* [Required action]: Search for the word "exit" in the entries. Each line that holds it should be copied.

* [Material provided]:

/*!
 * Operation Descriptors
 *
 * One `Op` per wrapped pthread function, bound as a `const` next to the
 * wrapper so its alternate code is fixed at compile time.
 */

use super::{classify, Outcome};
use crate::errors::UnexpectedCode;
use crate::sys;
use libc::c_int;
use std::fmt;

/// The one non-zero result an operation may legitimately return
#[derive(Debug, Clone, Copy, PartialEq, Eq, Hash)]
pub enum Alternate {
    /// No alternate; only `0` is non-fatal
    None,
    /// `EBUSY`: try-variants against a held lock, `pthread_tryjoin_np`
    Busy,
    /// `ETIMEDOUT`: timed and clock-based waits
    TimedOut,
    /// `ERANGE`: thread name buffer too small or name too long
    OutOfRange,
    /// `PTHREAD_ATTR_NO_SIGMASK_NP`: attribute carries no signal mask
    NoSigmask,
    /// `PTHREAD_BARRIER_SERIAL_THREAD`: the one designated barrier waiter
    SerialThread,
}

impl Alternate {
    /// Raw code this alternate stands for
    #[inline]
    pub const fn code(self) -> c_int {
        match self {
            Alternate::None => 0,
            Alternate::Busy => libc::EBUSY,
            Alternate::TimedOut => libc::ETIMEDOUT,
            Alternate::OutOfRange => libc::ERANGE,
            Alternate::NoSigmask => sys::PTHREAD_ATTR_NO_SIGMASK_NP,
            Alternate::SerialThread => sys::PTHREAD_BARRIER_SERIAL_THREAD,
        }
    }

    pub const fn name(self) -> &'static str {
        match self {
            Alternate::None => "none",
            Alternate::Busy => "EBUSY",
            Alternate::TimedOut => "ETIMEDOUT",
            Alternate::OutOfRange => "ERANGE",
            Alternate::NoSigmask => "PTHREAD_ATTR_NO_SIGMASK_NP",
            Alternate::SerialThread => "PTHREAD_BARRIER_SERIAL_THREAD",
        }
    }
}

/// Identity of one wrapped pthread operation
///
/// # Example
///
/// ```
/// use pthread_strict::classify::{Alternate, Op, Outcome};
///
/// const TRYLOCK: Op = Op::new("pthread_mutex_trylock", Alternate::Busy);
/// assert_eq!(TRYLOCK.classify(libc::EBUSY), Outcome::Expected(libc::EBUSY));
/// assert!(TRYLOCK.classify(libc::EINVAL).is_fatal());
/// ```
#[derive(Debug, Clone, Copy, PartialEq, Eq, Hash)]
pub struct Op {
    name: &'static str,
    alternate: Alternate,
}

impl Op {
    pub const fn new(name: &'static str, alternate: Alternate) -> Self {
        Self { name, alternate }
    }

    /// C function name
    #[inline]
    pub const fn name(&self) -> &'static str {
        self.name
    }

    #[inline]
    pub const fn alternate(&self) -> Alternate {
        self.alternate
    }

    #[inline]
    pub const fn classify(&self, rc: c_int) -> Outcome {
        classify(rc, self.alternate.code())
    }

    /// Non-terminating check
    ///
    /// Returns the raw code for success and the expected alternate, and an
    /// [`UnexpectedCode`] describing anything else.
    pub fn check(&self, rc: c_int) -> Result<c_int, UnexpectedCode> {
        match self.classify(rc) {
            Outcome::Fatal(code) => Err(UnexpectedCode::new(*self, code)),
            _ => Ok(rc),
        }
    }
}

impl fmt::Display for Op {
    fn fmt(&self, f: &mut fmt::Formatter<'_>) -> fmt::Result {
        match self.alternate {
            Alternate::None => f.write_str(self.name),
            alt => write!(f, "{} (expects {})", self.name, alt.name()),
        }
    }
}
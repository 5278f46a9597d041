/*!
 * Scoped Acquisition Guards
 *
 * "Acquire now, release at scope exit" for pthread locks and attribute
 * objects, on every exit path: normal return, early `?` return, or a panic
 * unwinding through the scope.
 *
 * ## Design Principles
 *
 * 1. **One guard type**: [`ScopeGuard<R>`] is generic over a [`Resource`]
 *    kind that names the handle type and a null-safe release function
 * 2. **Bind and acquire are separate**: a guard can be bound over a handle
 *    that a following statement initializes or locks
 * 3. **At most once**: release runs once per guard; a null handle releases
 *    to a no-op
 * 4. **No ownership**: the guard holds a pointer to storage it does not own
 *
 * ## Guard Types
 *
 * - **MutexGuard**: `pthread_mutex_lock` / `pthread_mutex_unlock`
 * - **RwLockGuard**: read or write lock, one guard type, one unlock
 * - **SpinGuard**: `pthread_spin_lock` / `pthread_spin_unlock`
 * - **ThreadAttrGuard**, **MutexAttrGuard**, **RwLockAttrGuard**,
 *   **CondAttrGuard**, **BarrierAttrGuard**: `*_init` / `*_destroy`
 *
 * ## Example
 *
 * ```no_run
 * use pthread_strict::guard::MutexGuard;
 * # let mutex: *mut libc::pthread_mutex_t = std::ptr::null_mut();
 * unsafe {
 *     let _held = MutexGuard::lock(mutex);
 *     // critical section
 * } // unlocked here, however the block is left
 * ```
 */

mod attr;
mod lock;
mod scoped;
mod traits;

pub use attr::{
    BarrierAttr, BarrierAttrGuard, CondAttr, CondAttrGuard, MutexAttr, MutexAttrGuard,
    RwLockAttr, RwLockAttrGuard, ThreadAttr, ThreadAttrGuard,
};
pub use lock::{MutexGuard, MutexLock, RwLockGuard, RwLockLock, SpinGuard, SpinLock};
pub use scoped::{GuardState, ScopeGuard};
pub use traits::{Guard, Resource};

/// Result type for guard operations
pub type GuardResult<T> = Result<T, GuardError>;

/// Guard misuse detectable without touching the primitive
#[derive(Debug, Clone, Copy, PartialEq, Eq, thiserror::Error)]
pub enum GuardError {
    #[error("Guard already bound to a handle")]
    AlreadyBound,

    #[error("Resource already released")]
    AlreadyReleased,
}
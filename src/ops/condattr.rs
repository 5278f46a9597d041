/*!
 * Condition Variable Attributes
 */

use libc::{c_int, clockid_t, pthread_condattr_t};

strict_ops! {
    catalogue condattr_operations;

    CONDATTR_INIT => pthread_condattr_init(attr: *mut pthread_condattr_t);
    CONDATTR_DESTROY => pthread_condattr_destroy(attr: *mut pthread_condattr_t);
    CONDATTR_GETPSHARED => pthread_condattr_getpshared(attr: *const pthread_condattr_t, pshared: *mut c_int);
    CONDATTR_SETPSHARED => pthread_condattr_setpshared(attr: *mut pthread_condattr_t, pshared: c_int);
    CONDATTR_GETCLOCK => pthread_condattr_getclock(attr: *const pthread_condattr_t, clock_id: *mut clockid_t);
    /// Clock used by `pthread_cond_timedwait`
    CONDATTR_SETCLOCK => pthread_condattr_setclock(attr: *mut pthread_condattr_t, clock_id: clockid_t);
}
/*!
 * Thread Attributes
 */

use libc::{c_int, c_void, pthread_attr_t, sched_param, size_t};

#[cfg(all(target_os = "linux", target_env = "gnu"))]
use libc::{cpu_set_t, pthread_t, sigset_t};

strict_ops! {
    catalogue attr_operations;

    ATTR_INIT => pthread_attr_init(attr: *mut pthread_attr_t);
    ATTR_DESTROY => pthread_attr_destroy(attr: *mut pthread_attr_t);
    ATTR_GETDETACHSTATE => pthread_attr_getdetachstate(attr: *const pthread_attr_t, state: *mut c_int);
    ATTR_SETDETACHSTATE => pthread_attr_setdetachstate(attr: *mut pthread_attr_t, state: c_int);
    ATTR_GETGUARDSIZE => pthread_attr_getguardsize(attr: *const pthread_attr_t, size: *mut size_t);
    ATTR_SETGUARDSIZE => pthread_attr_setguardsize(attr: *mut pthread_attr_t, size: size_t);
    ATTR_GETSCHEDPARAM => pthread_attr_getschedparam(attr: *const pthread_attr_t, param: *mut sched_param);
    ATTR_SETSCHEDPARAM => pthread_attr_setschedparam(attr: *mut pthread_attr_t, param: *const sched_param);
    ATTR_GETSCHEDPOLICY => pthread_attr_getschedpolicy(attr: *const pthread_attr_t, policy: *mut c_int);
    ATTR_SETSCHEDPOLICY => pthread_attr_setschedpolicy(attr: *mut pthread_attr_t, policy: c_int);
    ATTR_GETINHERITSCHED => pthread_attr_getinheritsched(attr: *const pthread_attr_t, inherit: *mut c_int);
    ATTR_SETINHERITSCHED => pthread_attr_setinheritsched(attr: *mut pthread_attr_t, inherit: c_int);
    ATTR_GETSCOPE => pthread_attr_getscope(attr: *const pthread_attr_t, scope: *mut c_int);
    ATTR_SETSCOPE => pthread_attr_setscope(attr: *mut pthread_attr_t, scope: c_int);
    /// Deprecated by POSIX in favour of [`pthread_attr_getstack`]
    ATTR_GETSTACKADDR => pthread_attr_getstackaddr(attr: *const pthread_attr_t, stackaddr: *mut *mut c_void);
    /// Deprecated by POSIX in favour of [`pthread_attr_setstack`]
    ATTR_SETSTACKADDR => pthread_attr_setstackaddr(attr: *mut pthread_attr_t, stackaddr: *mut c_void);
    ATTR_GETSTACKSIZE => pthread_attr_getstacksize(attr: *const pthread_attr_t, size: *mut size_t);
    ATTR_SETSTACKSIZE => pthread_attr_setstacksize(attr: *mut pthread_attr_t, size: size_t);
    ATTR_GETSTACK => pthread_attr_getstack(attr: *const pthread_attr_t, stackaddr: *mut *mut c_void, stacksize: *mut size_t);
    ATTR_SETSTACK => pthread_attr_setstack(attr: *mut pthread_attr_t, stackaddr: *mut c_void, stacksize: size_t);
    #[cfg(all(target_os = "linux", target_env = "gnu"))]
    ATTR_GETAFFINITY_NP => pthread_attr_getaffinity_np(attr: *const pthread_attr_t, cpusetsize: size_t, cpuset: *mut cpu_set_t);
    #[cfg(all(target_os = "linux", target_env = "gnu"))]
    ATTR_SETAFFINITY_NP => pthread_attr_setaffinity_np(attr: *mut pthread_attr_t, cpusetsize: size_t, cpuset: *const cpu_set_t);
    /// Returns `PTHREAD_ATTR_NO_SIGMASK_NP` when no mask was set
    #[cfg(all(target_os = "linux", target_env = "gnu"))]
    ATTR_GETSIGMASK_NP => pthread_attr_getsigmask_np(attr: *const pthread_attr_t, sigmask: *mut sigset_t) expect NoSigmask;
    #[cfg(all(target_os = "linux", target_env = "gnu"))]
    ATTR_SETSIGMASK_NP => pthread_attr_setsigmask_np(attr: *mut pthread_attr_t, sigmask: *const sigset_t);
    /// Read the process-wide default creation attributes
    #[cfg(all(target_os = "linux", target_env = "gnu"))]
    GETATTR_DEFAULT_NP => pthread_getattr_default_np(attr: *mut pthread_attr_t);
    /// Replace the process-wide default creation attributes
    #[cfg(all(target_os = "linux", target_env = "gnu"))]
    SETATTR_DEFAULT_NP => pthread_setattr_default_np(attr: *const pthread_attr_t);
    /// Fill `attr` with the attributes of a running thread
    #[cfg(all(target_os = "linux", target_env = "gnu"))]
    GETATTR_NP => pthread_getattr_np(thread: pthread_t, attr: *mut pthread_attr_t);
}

* [The answer]:
 * "Acquire now, release at scope exit" for pthread locks and attribute
 * objects, on every exit path: normal return, early `?` return, or a panic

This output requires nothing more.